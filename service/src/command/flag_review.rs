//! [`Command`] for flagging a [`Review`] for moderation.

use common::{
    operations::{By, Select, Update},
    DateTime,
};
use derive_more::{Display, Error, From};
use tracerr::Traced;

use crate::{
    domain::{review, user, Review},
    infra::{database, Database},
    Service,
};

use super::Command;

/// [`Command`] for flagging a published [`Review`] for moderation by its
/// reviewee.
#[derive(Clone, Copy, Debug)]
pub struct FlagReview {
    /// ID of the [`Review`] to flag.
    pub review_id: review::Id,

    /// ID of the user flagging the [`Review`].
    pub initiator_id: user::Id,
}

impl<Db, Pg, Nt> Command<FlagReview> for Service<Db, Pg, Nt>
where
    Db: Database<
            Select<By<Option<Review>, review::Id>>,
            Ok = Option<Review>,
            Err = Traced<database::Error>,
        > + Database<
            Update<(review::Id, review::FlagDateTime)>,
            Ok = (),
            Err = Traced<database::Error>,
        >,
{
    type Ok = Review;
    type Err = Traced<ExecutionError>;

    async fn execute(&self, cmd: FlagReview) -> Result<Self::Ok, Self::Err> {
        use ExecutionError as E;

        let FlagReview {
            review_id,
            initiator_id,
        } = cmd;

        let mut review = self
            .database()
            .execute(Select(By::<Option<Review>, _>::new(review_id)))
            .await
            .map_err(tracerr::map_from_and_wrap!(=> E))?
            .ok_or(E::ReviewNotExists(review_id))
            .map_err(tracerr::wrap!())?;
        if review.reviewee_id != initiator_id {
            return Err(tracerr::new!(E::NotReviewee(review_id)));
        }
        if !review.is_published() {
            return Err(tracerr::new!(E::NotPublished(review_id)));
        }
        if review.flagged_at.is_some() {
            return Ok(review);
        }

        let flagged_at: review::FlagDateTime = DateTime::now().coerce();
        self.database()
            .execute(Update((review_id, flagged_at)))
            .await
            .map_err(tracerr::map_from_and_wrap!(=> E))?;
        review.flagged_at = Some(flagged_at);

        Ok(review)
    }
}

/// Error of [`FlagReview`] [`Command`] execution.
#[derive(Debug, Display, Error, From)]
pub enum ExecutionError {
    /// [`Database`] error.
    #[display("`Database` operation failed: {_0}")]
    Db(database::Error),

    /// [`Review`] is not published yet.
    #[display("`Review(id: {_0})` is not published yet")]
    #[from(ignore)]
    NotPublished(#[error(not(source))] review::Id),

    /// Initiator is not the reviewee of the [`Review`].
    #[display("Only the reviewee may flag `Review(id: {_0})`")]
    #[from(ignore)]
    NotReviewee(#[error(not(source))] review::Id),

    /// [`Review`] with the provided ID does not exist.
    #[display("`Review(id: {_0})` does not exist")]
    #[from(ignore)]
    ReviewNotExists(#[error(not(source))] review::Id),
}
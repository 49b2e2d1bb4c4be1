//! [`Command`] for handing the equipment of a [`Booking`] over.

use common::operations::{By, Select, Update};
use derive_more::{Display, Error, From};
use tracerr::Traced;

use crate::{
    domain::{booking, user, Booking},
    infra::{database, Database},
    Service,
};

use super::Command;

/// [`Command`] for marking the equipment of a confirmed [`Booking`] as
/// handed over to the renter.
#[derive(Clone, Copy, Debug)]
pub struct StartBooking {
    /// ID of the [`Booking`] to be started.
    pub booking_id: booking::Id,

    /// ID of the user starting the [`Booking`].
    pub initiator_id: user::Id,
}

impl<Db, Pg, Nt> Command<StartBooking> for Service<Db, Pg, Nt>
where
    Db: Database<
            Select<By<Option<Booking>, booking::Id>>,
            Ok = Option<Booking>,
            Err = Traced<database::Error>,
        > + Database<
            Update<booking::Transition>,
            Ok = bool,
            Err = Traced<database::Error>,
        >,
{
    type Ok = Booking;
    type Err = Traced<ExecutionError>;

    async fn execute(&self, cmd: StartBooking) -> Result<Self::Ok, Self::Err> {
        use ExecutionError as E;

        let StartBooking {
            booking_id,
            initiator_id,
        } = cmd;

        let mut booking = self
            .database()
            .execute(Select(By::<Option<Booking>, _>::new(booking_id)))
            .await
            .map_err(tracerr::map_from_and_wrap!(=> E))?
            .ok_or(E::BookingNotExists(booking_id))
            .map_err(tracerr::wrap!())?;
        let (_, from) = booking
            .apply(booking::Event::Start, initiator_id)
            .map_err(tracerr::from_and_wrap!(=> E))?;

        let swapped = self
            .database()
            .execute(Update(booking::Transition {
                booking: booking.clone(),
                from,
            }))
            .await
            .map_err(tracerr::map_from_and_wrap!(=> E))?;
        if !swapped {
            return Err(tracerr::new!(E::StatusChanged(booking_id)));
        }

        Ok(booking)
    }
}

/// Error of [`StartBooking`] [`Command`] execution.
#[derive(Debug, Display, Error, From)]
pub enum ExecutionError {
    /// [`Booking`] with the provided ID does not exist.
    #[display("`Booking(id: {_0})` does not exist")]
    #[from(ignore)]
    BookingNotExists(#[error(not(source))] booking::Id),

    /// [`Database`] error.
    #[display("`Database` operation failed: {_0}")]
    Db(database::Error),

    /// [`Booking`] status was changed concurrently.
    #[display("`Booking(id: {_0})` was changed concurrently")]
    #[from(ignore)]
    StatusChanged(#[error(not(source))] booking::Id),

    /// Transition is not allowed.
    #[display("{_0}")]
    Transition(booking::TransitionError),
}

#[cfg(test)]
mod spec {
    use crate::{
        domain::{
            booking::{Status, TransitionError},
            listing::{BookingMode, CancellationPolicy},
        },
        fixture::{self, dates},
        Command as _,
    };

    use super::{ExecutionError, StartBooking};

    #[tokio::test]
    async fn owner_hands_equipment_over() {
        let svc = fixture::service();
        let listing = fixture::listing(
            &svc,
            BookingMode::Instant,
            CancellationPolicy::Flexible,
        )
        .await;
        let booking =
            fixture::booking(&svc, &listing, dates(0, 2), Status::Confirmed)
                .await;

        let started = svc
            .execute(StartBooking {
                booking_id: booking.id,
                initiator_id: listing.owner_id,
            })
            .await
            .unwrap();

        assert_eq!(started.status, Status::InProgress);
        let stored = fixture::reload_booking(&svc, booking.id).await;
        assert_eq!(stored.status, Status::InProgress);
        assert!(stored.started_at.is_some());
    }

    #[tokio::test]
    async fn pending_booking_cannot_start() {
        let svc = fixture::service();
        let listing = fixture::listing(
            &svc,
            BookingMode::Request,
            CancellationPolicy::Flexible,
        )
        .await;
        let booking =
            fixture::booking(&svc, &listing, dates(0, 2), Status::Pending)
                .await;

        let err = svc
            .execute(StartBooking {
                booking_id: booking.id,
                initiator_id: listing.owner_id,
            })
            .await
            .unwrap_err();

        assert!(matches!(
            err.as_ref(),
            ExecutionError::Transition(TransitionError::InvalidState(
                Status::Pending,
                _,
            )),
        ));
    }

    #[tokio::test]
    async fn unknown_booking() {
        let svc = fixture::service();

        let err = svc
            .execute(StartBooking {
                booking_id: crate::domain::booking::Id::new(),
                initiator_id: crate::domain::user::Id::new(),
            })
            .await
            .unwrap_err();

        assert!(matches!(err.as_ref(), ExecutionError::BookingNotExists(_)));
    }
}
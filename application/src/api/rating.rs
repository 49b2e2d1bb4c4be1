//! [`Rating`]-related definitions.

use derive_more::From;
use juniper::graphql_object;
use service::domain;

use crate::Context;

/// Aggregated rating of a `Listing` or a `User`.
#[derive(Clone, Copy, Debug, From)]
pub struct Rating(domain::Rating);

/// Aggregated rating of a `Listing` or a `User`.
#[graphql_object(context = Context)]
impl Rating {
    /// Average score in the `1..=5` range, rounded to 2 decimal places.
    ///
    /// `null` if nothing was rated yet.
    #[must_use]
    pub fn average(&self) -> Option<String> {
        self.0.average.map(|avg| avg.to_string())
    }

    /// Number of published reviews this `Rating` is aggregated from.
    #[must_use]
    pub fn total(&self) -> i32 {
        i32::try_from(self.0.total).unwrap_or(i32::MAX)
    }
}
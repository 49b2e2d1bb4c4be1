//! Marker types.

/// Marker type describing an entity creation.
#[derive(Clone, Copy, Debug)]
pub struct Creation;

/// Marker type describing an entity confirmation.
#[derive(Clone, Copy, Debug)]
pub struct Confirmation;

/// Marker type describing a start of an entity activity.
#[derive(Clone, Copy, Debug)]
pub struct Start;

/// Marker type describing an entity completion.
#[derive(Clone, Copy, Debug)]
pub struct Completion;

/// Marker type describing an entity cancellation.
#[derive(Clone, Copy, Debug)]
pub struct Cancellation;

/// Marker type describing an entity being declined.
#[derive(Clone, Copy, Debug)]
pub struct Decline;

/// Marker type describing an entity publication.
#[derive(Clone, Copy, Debug)]
pub struct Publication;

/// Marker type describing an entity being flagged.
#[derive(Clone, Copy, Debug)]
pub struct Flag;

/// Marker type describing an entity becoming immutable.
#[derive(Clone, Copy, Debug)]
pub struct Lock;

/// Marker type describing a release of a held value.
#[derive(Clone, Copy, Debug)]
pub struct Release;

(Exercise):
Identify each line of the material where the word "crate" shows up, and copy it.

(Answer to this task):
use crate::{
use crate::{
    use crate::{
                booking_id: crate::domain::booking::Id::new(),
                initiator_id: crate::domain::user::Id::new(),
use crate::Context;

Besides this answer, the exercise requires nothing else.